Velodyne DD15 - worth repairing the plate amp?


The amp in my 2008 Velodyne DD15 is dead as a door nail. 

How good is this old marvel compared to today's offerings?

Worth investing another $500 (to have amp repaired, incl roundtrip shipping, tax, etc)? Or just use as passive sub?

How does it compete to modern subs, for example SBS SB-2000 or SB-3000 (both under $1k pre owned)?

kraftwerkturbo

Yes, EBC (Matt) already received the amp. 
I made a back plate (with speaker cable pass through) to seal up the enclosure (RTV silicone around the speaker cable, used existing screws). RTV should be hard now, so will test tonight if enclosure 'holds air' (enough). Also brought one of by Class D amps up, so (assuming rain day tomorrow) will hook it up and test. Plan to run Audicy with the receiver and sub connected for initial setup, then dial in sub volume a bit more (but cannot change crossover frequency). 

 

So, did a quick temp hookup. QSC CX702 (one channel) fed from sub out (cross over at 50 Hz) to passive Velodyne DD-15. 

Very tight. 

Surprised: The QSC (class H) driving 1 channel only has clipping light coming on at higher (not crazy, but loud) listening levels. 

Does someone know what impedance the Velodyne driver has? 4 Ohm?

Assume the driver is not 2 ohm, I will try bridged mode (and make some better cable connections, very sketchy right now for the quick trial setup). 

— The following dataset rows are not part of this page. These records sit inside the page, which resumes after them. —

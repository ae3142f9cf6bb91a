//! Historical Market Data
//!
//! One GET per call against the data API. Query strings are built from typed
//! parameter structs; pagination is left to the caller through
//! [`RawResponse::next_page_token`](super::RawResponse::next_page_token).
//!
//! | Call                 | Path                          |
//! |----------------------|-------------------------------|
//! | `stock_bars`         | `/v2/stocks/bars`             |
//! | `stock_trades`       | `/v2/stocks/trades`           |
//! | `stock_quotes`       | `/v2/stocks/quotes`           |
//! | `option_bars`        | `/v1beta1/options/bars`       |
//! | `option_trades`      | `/v1beta1/options/trades`     |

use chrono::{DateTime, SecondsFormat, Utc};

use super::{RawResponse, RestClient, RestError, join_url};
use crate::domain::subscription::{DataFeed, Symbol};

type Query = Vec<(&'static str, String)>;

// =============================================================================
// Parameter Types
// =============================================================================

/// Bar aggregation period.
#[derive(Debug, Clone, Copy, PartialEq, Eq)]
pub enum TimeFrame {
    /// `n` minutes (1-59)
    Minute(u8),
    /// `n` hours (1-23)
    Hour(u8),
    /// One day
    Day,
    /// One week
    Week,
    /// `n` months (1, 2, 3, 4, 6 or 12)
    Month(u8),
}

impl TimeFrame {
    fn to_query(self) -> String {
        match self {
            Self::Minute(n) => format!("{n}Min"),
            Self::Hour(n) => format!("{n}Hour"),
            Self::Day => "1Day".to_string(),
            Self::Week => "1Week".to_string(),
            Self::Month(n) => format!("{n}Month"),
        }
    }
}

/// Result ordering by timestamp.
#[derive(Debug, Clone, Copy, PartialEq, Eq, Default)]
pub enum Sort {
    /// Oldest first
    #[default]
    Asc,
    /// Newest first
    Desc,
}

impl Sort {
    const fn as_str(self) -> &'static str {
        match self {
            Self::Asc => "asc",
            Self::Desc => "desc",
        }
    }
}

/// Corporate action adjustment for stock bars.
#[derive(Debug, Clone, Copy, PartialEq, Eq, Default)]
pub enum Adjustment {
    /// No adjustment
    #[default]
    Raw,
    /// Split-adjusted
    Split,
    /// Dividend-adjusted
    Dividend,
    /// Split and dividend adjusted
    All,
}

impl Adjustment {
    const fn as_str(self) -> &'static str {
        match self {
            Self::Raw => "raw",
            Self::Split => "split",
            Self::Dividend => "dividend",
            Self::All => "all",
        }
    }
}

/// Window and paging options shared by every historical call.
#[derive(Debug, Clone, Default, PartialEq, Eq)]
pub struct Window {
    /// Inclusive start.
    pub start: Option<DateTime<Utc>>,
    /// Inclusive end.
    pub end: Option<DateTime<Utc>>,
    /// Maximum data points per page.
    pub limit: Option<u32>,
    /// Token from a previous page.
    pub page_token: Option<String>,
    /// Ordering.
    pub sort: Option<Sort>,
}

impl Window {
    fn extend(&self, query: &mut Query) {
        if let Some(start) = self.start {
            query.push(("start", start.to_rfc3339_opts(SecondsFormat::Secs, true)));
        }
        if let Some(end) = self.end {
            query.push(("end", end.to_rfc3339_opts(SecondsFormat::Secs, true)));
        }
        if let Some(limit) = self.limit {
            query.push(("limit", limit.to_string()));
        }
        if let Some(token) = self.page_token.as_ref().filter(|t| !t.is_empty()) {
            query.push(("page_token", token.clone()));
        }
        if let Some(sort) = self.sort {
            query.push(("sort", sort.as_str().to_string()));
        }
    }
}

/// Stock bars query.
#[derive(Debug, Clone, PartialEq, Eq)]
pub struct BarsParams {
    /// Symbols, comma-joined on the wire.
    pub symbols: Vec<Symbol>,
    /// Aggregation period.
    pub timeframe: TimeFrame,
    /// Window and paging.
    pub window: Window,
    /// Source feed.
    pub feed: Option<DataFeed>,
    /// Corporate action adjustment.
    pub adjustment: Option<Adjustment>,
}

impl BarsParams {
    /// Bars for `symbols` at `timeframe`.
    #[must_use]
    pub fn new<S: Into<Symbol>>(symbols: impl IntoIterator<Item = S>, timeframe: TimeFrame) -> Self {
        Self {
            symbols: symbols.into_iter().map(Into::into).collect(),
            timeframe,
            window: Window::default(),
            feed: None,
            adjustment: None,
        }
    }

    fn to_query(&self) -> Query {
        let mut query = vec![
            ("symbols", join_symbols(&self.symbols)),
            ("timeframe", self.timeframe.to_query()),
        ];
        self.window.extend(&mut query);
        if let Some(feed) = self.feed {
            query.push(("feed", feed.as_str().to_string()));
        }
        if let Some(adjustment) = self.adjustment {
            query.push(("adjustment", adjustment.as_str().to_string()));
        }
        query
    }
}

/// Stock trades or quotes query.
#[derive(Debug, Clone, Default, PartialEq, Eq)]
pub struct TicksParams {
    /// Symbols, comma-joined on the wire.
    pub symbols: Vec<Symbol>,
    /// Window and paging.
    pub window: Window,
    /// Source feed.
    pub feed: Option<DataFeed>,
}

impl TicksParams {
    /// Ticks for `symbols`.
    #[must_use]
    pub fn new<S: Into<Symbol>>(symbols: impl IntoIterator<Item = S>) -> Self {
        Self {
            symbols: symbols.into_iter().map(Into::into).collect(),
            ..Self::default()
        }
    }

    fn to_query(&self) -> Query {
        let mut query = vec![("symbols", join_symbols(&self.symbols))];
        self.window.extend(&mut query);
        if let Some(feed) = self.feed {
            query.push(("feed", feed.as_str().to_string()));
        }
        query
    }
}

/// Option bars query. Symbols are OCC symbols.
#[derive(Debug, Clone, PartialEq, Eq)]
pub struct OptionBarsParams {
    /// OCC symbols, comma-joined on the wire.
    pub symbols: Vec<Symbol>,
    /// Aggregation period.
    pub timeframe: TimeFrame,
    /// Window and paging.
    pub window: Window,
}

impl OptionBarsParams {
    fn to_query(&self) -> Query {
        let mut query = vec![
            ("symbols", join_symbols(&self.symbols)),
            ("timeframe", self.timeframe.to_query()),
        ];
        self.window.extend(&mut query);
        query
    }
}

/// Option trades query. Symbols are OCC symbols.
#[derive(Debug, Clone, Default, PartialEq, Eq)]
pub struct OptionTradesParams {
    /// OCC symbols, comma-joined on the wire.
    pub symbols: Vec<Symbol>,
    /// Window and paging.
    pub window: Window,
}

impl OptionTradesParams {
    fn to_query(&self) -> Query {
        let mut query = vec![("symbols", join_symbols(&self.symbols))];
        self.window.extend(&mut query);
        query
    }
}

fn join_symbols(symbols: &[Symbol]) -> String {
    symbols
        .iter()
        .map(|s| s.trim().to_uppercase())
        .collect::<Vec<_>>()
        .join(",")
}

// =============================================================================
// Client
// =============================================================================

/// Historical market data client.
#[derive(Debug, Clone)]
pub struct HistoricalClient {
    http: RestClient,
    base_url: String,
}

impl HistoricalClient {
    /// Client for the data host `base_url`.
    #[must_use]
    pub fn new(http: RestClient, base_url: impl Into<String>) -> Self {
        Self {
            http,
            base_url: base_url.into(),
        }
    }

    /// `GET /v2/stocks/bars`.
    ///
    /// # Errors
    ///
    /// Returns [`RestError`] if no response was received.
    pub async fn stock_bars(&self, params: &BarsParams) -> Result<RawResponse, RestError> {
        self.fetch("/v2/stocks/bars", params.to_query()).await
    }

    /// `GET /v2/stocks/trades`.
    ///
    /// # Errors
    ///
    /// Returns [`RestError`] if no response was received.
    pub async fn stock_trades(&self, params: &TicksParams) -> Result<RawResponse, RestError> {
        self.fetch("/v2/stocks/trades", params.to_query()).await
    }

    /// `GET /v2/stocks/quotes`.
    ///
    /// # Errors
    ///
    /// Returns [`RestError`] if no response was received.
    pub async fn stock_quotes(&self, params: &TicksParams) -> Result<RawResponse, RestError> {
        self.fetch("/v2/stocks/quotes", params.to_query()).await
    }

    /// `GET /v1beta1/options/bars`.
    ///
    /// # Errors
    ///
    /// Returns [`RestError`] if no response was received.
    pub async fn option_bars(&self, params: &OptionBarsParams) -> Result<RawResponse, RestError> {
        self.fetch("/v1beta1/options/bars", params.to_query()).await
    }

    /// `GET /v1beta1/options/trades`.
    ///
    /// # Errors
    ///
    /// Returns [`RestError`] if no response was received.
    pub async fn option_trades(
        &self,
        params: &OptionTradesParams,
    ) -> Result<RawResponse, RestError> {
        self.fetch("/v1beta1/options/trades", params.to_query()).await
    }

    async fn fetch(&self, path: &str, query: Query) -> Result<RawResponse, RestError> {
        self.http.get(&join_url(&self.base_url, path), &query).await
    }
}

#[cfg(test)]
mod tests {
    use chrono::TimeZone;

    use super::*;

    fn value<'a>(query: &'a Query, key: &str) -> Option<&'a str> {
        query.iter().find(|(k, _)| *k == key).map(|(_, v)| v.as_str())
    }

    #[test]
    fn bars_query_has_all_options() {
        let mut params = BarsParams::new(["aapl", "TSLA"], TimeFrame::Minute(15));
        params.window = Window {
            start: Some(Utc.with_ymd_and_hms(2024, 1, 2, 14, 30, 0).unwrap()),
            end: None,
            limit: Some(1000),
            page_token: Some("abc".to_string()),
            sort: Some(Sort::Desc),
        };
        params.feed = Some(DataFeed::Iex);
        params.adjustment = Some(Adjustment::Split);

        let query = params.to_query();
        assert_eq!(value(&query, "symbols"), Some("AAPL,TSLA"));
        assert_eq!(value(&query, "timeframe"), Some("15Min"));
        assert_eq!(value(&query, "start"), Some("2024-01-02T14:30:00Z"));
        assert_eq!(value(&query, "end"), None);
        assert_eq!(value(&query, "limit"), Some("1000"));
        assert_eq!(value(&query, "page_token"), Some("abc"));
        assert_eq!(value(&query, "sort"), Some("desc"));
        assert_eq!(value(&query, "feed"), Some("iex"));
        assert_eq!(value(&query, "adjustment"), Some("split"));
    }

    #[test]
    fn empty_page_token_omitted() {
        let mut params = TicksParams::new(["SPY"]);
        params.window.page_token = Some(String::new());
        assert_eq!(value(&params.to_query(), "page_token"), None);
    }

    #[test]
    fn timeframes() {
        assert_eq!(TimeFrame::Hour(4).to_query(), "4Hour");
        assert_eq!(TimeFrame::Day.to_query(), "1Day");
        assert_eq!(TimeFrame::Week.to_query(), "1Week");
        assert_eq!(TimeFrame::Month(3).to_query(), "3Month");
    }
}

If so, I am using all of the QSC's 825 Watt! 

8 Ohms:
425 W per Channel (Full Range, 0.03% THD)
4 Ohms:
700 W per Channel (Full Range, 0.05% THD)
8 Ohms:
475 W per Channel (1 kHz, 1% THD)
4 Ohms:
825 W per Channel (1 kHz, 1% THD)
2 Ohms:
1200 W per Channel (1 kHz, 1% THD)
16 Ohms:
850 W Bridged (Full Range, 0.1% THD)
8 Ohms:
1500 W Bridged (Full Range, 0.1% THD)
4 Ohms / 8 Ohms:
2400 W Bridged (1 kHz, 1% THD)

I have a DD-10 that's apart and it measures 12 ohms. I never checked the 15 when it was apart. Do you have a multimeter?